What you should do:
Those lines of the material below that fall between its first line and the line with "use std::borrow::Cow;", both included, are to be repeated exactly.

The input:
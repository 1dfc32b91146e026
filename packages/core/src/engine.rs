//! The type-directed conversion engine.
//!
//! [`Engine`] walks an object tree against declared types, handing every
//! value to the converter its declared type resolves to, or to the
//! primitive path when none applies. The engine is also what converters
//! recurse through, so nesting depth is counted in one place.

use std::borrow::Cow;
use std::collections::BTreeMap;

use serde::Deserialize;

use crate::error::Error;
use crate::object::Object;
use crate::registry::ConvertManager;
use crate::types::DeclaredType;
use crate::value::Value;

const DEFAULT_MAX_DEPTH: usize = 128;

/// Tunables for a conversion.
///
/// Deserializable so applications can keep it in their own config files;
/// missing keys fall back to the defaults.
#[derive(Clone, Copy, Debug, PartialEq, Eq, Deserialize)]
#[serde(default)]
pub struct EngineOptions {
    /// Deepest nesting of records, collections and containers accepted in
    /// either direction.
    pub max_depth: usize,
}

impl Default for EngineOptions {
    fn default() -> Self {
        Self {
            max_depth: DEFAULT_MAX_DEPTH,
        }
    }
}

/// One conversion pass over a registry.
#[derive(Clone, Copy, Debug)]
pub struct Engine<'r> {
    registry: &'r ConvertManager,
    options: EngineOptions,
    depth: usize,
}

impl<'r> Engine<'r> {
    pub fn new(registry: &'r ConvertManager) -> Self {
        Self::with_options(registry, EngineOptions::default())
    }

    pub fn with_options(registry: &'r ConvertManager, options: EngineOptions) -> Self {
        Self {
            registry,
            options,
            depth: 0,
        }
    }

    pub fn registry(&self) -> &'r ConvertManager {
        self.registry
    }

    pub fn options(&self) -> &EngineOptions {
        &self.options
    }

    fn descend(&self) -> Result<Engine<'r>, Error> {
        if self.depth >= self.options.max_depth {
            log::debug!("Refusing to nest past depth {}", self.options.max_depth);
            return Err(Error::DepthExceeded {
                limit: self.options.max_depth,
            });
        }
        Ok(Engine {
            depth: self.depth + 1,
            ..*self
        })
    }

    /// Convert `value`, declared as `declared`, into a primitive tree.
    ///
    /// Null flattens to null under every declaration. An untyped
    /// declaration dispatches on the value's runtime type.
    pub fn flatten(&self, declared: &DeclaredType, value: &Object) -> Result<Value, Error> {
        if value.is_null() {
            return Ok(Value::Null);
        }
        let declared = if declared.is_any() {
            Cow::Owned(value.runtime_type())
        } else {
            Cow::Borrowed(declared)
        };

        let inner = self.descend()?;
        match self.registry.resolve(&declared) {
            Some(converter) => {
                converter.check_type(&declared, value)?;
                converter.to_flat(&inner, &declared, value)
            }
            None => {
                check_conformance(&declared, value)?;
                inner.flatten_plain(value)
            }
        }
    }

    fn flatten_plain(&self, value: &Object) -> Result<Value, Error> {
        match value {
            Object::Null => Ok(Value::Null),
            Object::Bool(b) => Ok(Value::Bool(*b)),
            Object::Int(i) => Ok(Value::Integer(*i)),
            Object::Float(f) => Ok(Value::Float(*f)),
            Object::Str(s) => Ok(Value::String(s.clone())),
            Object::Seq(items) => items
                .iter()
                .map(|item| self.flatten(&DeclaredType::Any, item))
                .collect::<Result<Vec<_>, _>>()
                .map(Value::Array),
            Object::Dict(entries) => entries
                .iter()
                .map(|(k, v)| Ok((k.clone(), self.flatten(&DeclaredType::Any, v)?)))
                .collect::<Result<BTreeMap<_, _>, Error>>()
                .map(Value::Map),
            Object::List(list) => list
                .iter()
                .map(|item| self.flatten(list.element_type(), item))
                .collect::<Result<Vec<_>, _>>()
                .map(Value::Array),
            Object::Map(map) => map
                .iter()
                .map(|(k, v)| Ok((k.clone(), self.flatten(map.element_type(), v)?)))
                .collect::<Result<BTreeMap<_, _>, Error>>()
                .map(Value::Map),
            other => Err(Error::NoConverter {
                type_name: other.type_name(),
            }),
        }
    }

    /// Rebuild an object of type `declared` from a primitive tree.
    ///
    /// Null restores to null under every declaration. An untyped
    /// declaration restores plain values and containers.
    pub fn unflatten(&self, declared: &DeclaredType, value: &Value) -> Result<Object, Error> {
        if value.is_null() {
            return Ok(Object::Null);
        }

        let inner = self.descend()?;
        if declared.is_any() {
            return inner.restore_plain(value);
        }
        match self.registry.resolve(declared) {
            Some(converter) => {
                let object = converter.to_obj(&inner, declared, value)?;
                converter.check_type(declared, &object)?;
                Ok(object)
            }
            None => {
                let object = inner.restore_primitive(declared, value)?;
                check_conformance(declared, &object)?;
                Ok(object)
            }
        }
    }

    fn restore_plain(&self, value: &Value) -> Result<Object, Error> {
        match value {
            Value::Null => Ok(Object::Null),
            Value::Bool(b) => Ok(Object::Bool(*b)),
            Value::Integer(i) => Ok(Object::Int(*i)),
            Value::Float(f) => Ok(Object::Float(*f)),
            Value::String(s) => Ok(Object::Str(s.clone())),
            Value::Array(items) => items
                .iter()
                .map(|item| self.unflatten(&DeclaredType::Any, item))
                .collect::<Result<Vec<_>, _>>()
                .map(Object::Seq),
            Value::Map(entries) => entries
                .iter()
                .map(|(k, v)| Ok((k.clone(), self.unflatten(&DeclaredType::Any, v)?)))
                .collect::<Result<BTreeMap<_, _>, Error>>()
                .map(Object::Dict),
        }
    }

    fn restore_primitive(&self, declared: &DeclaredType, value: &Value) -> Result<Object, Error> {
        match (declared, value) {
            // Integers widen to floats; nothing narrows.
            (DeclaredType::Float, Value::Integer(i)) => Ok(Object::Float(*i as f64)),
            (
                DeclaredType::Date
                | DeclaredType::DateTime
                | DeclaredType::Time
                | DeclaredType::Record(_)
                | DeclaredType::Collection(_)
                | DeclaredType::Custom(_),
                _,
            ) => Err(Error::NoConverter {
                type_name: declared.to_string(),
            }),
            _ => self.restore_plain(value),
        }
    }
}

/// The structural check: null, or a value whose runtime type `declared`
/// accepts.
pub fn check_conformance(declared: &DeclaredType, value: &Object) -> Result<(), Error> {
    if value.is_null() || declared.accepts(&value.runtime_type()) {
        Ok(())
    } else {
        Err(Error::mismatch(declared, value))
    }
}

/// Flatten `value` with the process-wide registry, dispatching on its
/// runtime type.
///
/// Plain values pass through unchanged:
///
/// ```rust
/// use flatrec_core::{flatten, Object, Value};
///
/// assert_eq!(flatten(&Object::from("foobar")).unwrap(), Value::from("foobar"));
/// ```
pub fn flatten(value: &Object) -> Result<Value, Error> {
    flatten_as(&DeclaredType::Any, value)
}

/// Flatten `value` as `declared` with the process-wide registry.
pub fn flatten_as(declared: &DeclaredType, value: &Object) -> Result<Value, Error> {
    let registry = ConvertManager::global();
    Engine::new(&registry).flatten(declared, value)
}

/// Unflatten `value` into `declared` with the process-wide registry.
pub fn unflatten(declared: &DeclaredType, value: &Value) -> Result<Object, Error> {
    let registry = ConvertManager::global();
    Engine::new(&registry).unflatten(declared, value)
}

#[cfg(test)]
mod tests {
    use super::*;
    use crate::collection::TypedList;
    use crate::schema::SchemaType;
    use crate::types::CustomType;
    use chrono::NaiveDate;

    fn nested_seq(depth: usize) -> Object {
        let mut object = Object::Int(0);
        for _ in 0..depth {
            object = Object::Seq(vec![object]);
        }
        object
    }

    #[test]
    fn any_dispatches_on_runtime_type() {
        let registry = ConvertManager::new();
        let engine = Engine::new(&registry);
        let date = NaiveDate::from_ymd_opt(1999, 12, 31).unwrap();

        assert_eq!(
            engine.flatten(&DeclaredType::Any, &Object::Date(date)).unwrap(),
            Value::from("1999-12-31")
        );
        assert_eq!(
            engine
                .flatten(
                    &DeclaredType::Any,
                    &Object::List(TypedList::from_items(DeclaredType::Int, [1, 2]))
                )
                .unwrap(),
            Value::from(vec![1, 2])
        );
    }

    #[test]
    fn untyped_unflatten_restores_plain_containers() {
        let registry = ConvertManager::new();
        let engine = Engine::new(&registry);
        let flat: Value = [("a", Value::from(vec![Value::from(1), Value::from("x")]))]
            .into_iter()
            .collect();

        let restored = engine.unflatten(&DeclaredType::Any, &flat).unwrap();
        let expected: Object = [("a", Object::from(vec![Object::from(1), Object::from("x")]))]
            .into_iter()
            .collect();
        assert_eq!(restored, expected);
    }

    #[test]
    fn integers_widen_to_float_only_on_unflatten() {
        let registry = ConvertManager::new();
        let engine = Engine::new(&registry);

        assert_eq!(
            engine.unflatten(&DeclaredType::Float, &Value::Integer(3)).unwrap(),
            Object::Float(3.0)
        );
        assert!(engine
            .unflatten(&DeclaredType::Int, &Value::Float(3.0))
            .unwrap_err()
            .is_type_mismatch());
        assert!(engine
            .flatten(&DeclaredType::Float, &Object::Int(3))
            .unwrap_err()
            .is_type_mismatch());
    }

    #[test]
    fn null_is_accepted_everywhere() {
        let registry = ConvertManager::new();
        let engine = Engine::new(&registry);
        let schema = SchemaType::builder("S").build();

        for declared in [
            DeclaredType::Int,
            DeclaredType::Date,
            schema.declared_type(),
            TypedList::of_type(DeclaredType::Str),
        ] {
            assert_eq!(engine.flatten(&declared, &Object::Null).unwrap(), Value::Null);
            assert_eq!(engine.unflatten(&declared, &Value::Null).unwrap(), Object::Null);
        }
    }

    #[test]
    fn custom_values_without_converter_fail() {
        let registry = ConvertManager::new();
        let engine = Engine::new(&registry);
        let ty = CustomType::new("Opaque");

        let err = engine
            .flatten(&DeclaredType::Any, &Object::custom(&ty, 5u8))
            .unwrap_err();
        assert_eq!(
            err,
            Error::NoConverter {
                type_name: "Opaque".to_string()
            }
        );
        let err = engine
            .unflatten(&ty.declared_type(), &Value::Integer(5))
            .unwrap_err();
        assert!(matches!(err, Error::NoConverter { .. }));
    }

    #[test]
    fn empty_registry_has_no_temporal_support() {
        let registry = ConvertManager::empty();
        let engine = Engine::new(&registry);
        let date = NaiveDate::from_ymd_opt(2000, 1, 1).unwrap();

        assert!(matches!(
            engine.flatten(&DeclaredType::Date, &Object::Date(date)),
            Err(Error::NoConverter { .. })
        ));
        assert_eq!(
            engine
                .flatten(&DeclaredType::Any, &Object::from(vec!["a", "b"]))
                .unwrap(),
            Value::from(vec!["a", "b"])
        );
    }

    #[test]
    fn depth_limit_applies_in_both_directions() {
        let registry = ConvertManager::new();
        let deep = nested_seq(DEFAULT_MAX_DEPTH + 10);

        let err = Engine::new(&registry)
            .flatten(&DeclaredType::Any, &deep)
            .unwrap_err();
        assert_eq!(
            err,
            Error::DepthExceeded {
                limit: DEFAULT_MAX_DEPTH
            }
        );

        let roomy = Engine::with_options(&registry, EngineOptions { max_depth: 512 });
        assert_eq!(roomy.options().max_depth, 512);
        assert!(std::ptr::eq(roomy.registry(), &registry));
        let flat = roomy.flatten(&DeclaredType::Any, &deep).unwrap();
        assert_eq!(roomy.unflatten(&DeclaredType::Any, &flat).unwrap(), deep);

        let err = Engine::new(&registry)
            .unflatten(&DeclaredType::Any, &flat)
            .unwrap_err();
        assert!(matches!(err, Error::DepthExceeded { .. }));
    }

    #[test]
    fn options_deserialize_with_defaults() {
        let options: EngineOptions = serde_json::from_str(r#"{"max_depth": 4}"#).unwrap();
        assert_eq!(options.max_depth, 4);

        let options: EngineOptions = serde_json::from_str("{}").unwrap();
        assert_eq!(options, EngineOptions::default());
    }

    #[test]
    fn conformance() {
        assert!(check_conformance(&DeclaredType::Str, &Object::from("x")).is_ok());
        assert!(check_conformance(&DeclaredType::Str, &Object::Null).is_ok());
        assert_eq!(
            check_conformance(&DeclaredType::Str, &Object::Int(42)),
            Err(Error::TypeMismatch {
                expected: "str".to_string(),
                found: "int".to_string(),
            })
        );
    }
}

Exercise answer:
repository 1dfc32b91146e026
filename packages/core/src/engine.rs
//! The type-directed conversion engine.
//!
//! [`Engine`] walks an object tree against declared types, handing every
//! value to the converter its declared type resolves to, or to the
//! primitive path when none applies. The engine is also what converters
//! recurse through, so nesting depth is counted in one place.

use std::borrow::Cow;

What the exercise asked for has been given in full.